▶ Available records:
*****

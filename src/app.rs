//! Event loop driving a [`Session`] to completion.

use crate::completion::CommandCompleter;
use crate::event::{Event, EventHandler};
use crate::session::{Action, GenerationRequest, Session};
use crate::ui::Renderer;
use anyhow::Result;
use std::sync::Arc;
use tokio::sync::mpsc::UnboundedSender;
use tracing::{debug, warn};

/// Runs the session until the user quits or accepts a command.
///
/// All session mutation happens here, one event at a time. The generation
/// request runs on its own task and reports back through the event channel.
pub async fn run<R: Renderer>(
    mut session: Session,
    completer: Arc<dyn CommandCompleter>,
    events: &mut EventHandler,
    renderer: &mut R,
) -> Result<Session> {
    debug!("Session started with {} bytes of context", session.context().len());
    renderer.draw(&session.view())?;

    while let Some(event) = events.next().await {
        match session.update(event) {
            Action::None => {}
            Action::Generate(request) => spawn_generation(completer.clone(), request, events.sender()),
            Action::Quit => break,
        }
        renderer.draw(&session.view())?;
    }

    debug!("Session ended in phase {:?}", session.phase());
    Ok(session)
}

fn spawn_generation(
    completer: Arc<dyn CommandCompleter>,
    request: GenerationRequest,
    sender: UnboundedSender<Event>,
) {
    tokio::spawn(async move {
        let outcome = completer
            .request_command(&request.system_prompt, &request.user_prompt)
            .await;
        if sender.send(Event::Generated(outcome)).is_err() {
            warn!("Session ended before the generation outcome arrived");
        }
    });
}

#[cfg(test)]
mod tests {
    use super::*;
    use crate::completion::CompletionError;
    use crate::event::Key;
    use crate::session::{Phase, View};
    use async_trait::async_trait;

    struct FixedCompleter(&'static str);

    #[async_trait]
    impl CommandCompleter for FixedCompleter {
        async fn request_command(&self, _system: &str, _user: &str) -> Result<String, CompletionError> {
            Ok(self.0.to_string())
        }
    }

    /// Records rendered views as plain text.
    #[derive(Default)]
    struct RecordingRenderer {
        frames: Vec<String>,
    }

    impl Renderer for RecordingRenderer {
        fn draw(&mut self, view: &View<'_>) -> Result<()> {
            self.frames.push(view.to_string());
            Ok(())
        }
    }

    #[tokio::test]
    async fn test_quit_before_submitting() {
        let mut events = EventHandler::new();
        let sender = events.sender();
        for c in "ls".chars() {
            sender.send(Event::Key(Key::Char(c))).unwrap();
        }
        sender.send(Event::Key(Key::Esc)).unwrap();

        let mut renderer = RecordingRenderer::default();
        let session = run(
            Session::new(String::new()),
            Arc::new(FixedCompleter("ls")),
            &mut events,
            &mut renderer,
        )
        .await
        .unwrap();

        assert_eq!(session.phase(), Phase::Editing);
        assert!(!session.accepted());
        assert_eq!(
            renderer.frames,
            vec![
                "What command do you need? _",
                "What command do you need? l_",
                "What command do you need? ls_",
            ]
        );
    }

    #[tokio::test]
    async fn test_generation_outcome_reaches_session() {
        let mut events = EventHandler::new();
        let sender = events.sender();
        sender.send(Event::Key(Key::Char('x'))).unwrap();
        sender.send(Event::Key(Key::Enter)).unwrap();

        // Renderer that quits as soon as the result is shown
        struct QuitOnResult {
            sender: UnboundedSender<Event>,
        }
        impl Renderer for QuitOnResult {
            fn draw(&mut self, view: &View<'_>) -> Result<()> {
                if matches!(view, View::Generated(_)) {
                    self.sender.send(Event::Key(Key::Esc)).ok();
                }
                Ok(())
            }
        }

        let mut renderer = QuitOnResult { sender };
        let session = run(
            Session::new(String::new()),
            Arc::new(FixedCompleter("echo hi")),
            &mut events,
            &mut renderer,
        )
        .await
        .unwrap();

        assert_eq!(session.phase(), Phase::Result);
        assert_eq!(session.generated_command(), Some("echo hi"));
        assert!(!session.accepted());
    }
}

*****

▶ Task description:
Copy out the full set of records precisely, leaving nothing out.

▶ Completed exercise:
filename src/app.rs
//! Event loop driving a [`Session`] to completion.

use crate::completion::CommandCompleter;
use crate::event::{Event, EventHandler};
use crate::session::{Action, GenerationRequest, Session};
use crate::ui::Renderer;
use anyhow::Result;
use std::sync::Arc;
use tokio::sync::mpsc::UnboundedSender;
use tracing::{debug, warn};

/// Runs the session until the user quits or accepts a command.
///
/// All session mutation happens here, one event at a time. The generation
/// request runs on its own task and reports back through the event channel.
pub async fn run<R: Renderer>(
    mut session: Session,
    completer: Arc<dyn CommandCompleter>,
    events: &mut EventHandler,
    renderer: &mut R,
) -> Result<Session> {
    debug!("Session started with {} bytes of context", session.context().len());
    renderer.draw(&session.view())?;

    while let Some(event) = events.next().await {
        match session.update(event) {
            Action::None => {}
            Action::Generate(request) => spawn_generation(completer.clone(), request, events.sender()),
            Action::Quit => break,
        }
        renderer.draw(&session.view())?;
    }

    debug!("Session ended in phase {:?}", session.phase());
    Ok(session)
}

fn spawn_generation(
    completer: Arc<dyn CommandCompleter>,
    request: GenerationRequest,
    sender: UnboundedSender<Event>,
) {
    tokio::spawn(async move {
        let outcome = completer
            .request_command(&request.system_prompt, &request.user_prompt)
            .await;
        if sender.send(Event::Generated(outcome)).is_err() {
            warn!("Session ended before the generation outcome arrived");
        }
    });
}

#[cfg(test)]
mod tests {
    use super::*;
    use crate::completion::CompletionError;
    use crate::event::Key;
    use crate::session::{Phase, View};
    use async_trait::async_trait;

    struct FixedCompleter(&'static str);

    #[async_trait]
    impl CommandCompleter for FixedCompleter {
        async fn request_command(&self, _system: &str, _user: &str) -> Result<String, CompletionError> {
            Ok(self.0.to_string())
        }
    }

    /// Records rendered views as plain text.
    #[derive(Default)]
    struct RecordingRenderer {
        frames: Vec<String>,
    }

    impl Renderer for RecordingRenderer {
        fn draw(&mut self, view: &View<'_>) -> Result<()> {
            self.frames.push(view.to_string());
            Ok(())
        }
    }

    #[tokio::test]
    async fn test_quit_before_submitting() {
        let mut events = EventHandler::new();
        let sender = events.sender();
        for c in "ls".chars() {
            sender.send(Event::Key(Key::Char(c))).unwrap();
        }
        sender.send(Event::Key(Key::Esc)).unwrap();

        let mut renderer = RecordingRenderer::default();
        let session = run(
            Session::new(String::new()),
            Arc::new(FixedCompleter("ls")),
            &mut events,
            &mut renderer,
        )
        .await
        .unwrap();

        assert_eq!(session.phase(), Phase::Editing);
        assert!(!session.accepted());
        assert_eq!(
            renderer.frames,
            vec![
                "What command do you need? _",
                "What command do you need? l_",
                "What command do you need? ls_",
            ]
        );
    }

    #[tokio::test]
    async fn test_generation_outcome_reaches_session() {
        let mut events = EventHandler::new();
        let sender = events.sender();
        sender.send(Event::Key(Key::Char('x'))).unwrap();
        sender.send(Event::Key(Key::Enter)).unwrap();

        // Renderer that quits as soon as the result is shown
        struct QuitOnResult {
            sender: UnboundedSender<Event>,
        }
        impl Renderer for QuitOnResult {
            fn draw(&mut self, view: &View<'_>) -> Result<()> {
                if matches!(view, View::Generated(_)) {
                    self.sender.send(Event::Key(Key::Esc)).ok();
                }
                Ok(())
            }
        }

        let mut renderer = QuitOnResult { sender };
        let session = run(
            Session::new(String::new()),
            Arc::new(FixedCompleter("echo hi")),
            &mut events,
            &mut renderer,
        )
        .await
        .unwrap();

        assert_eq!(session.phase(), Phase::Result);
        assert_eq!(session.generated_command(), Some("echo hi"));
        assert!(!session.accepted());
    }
}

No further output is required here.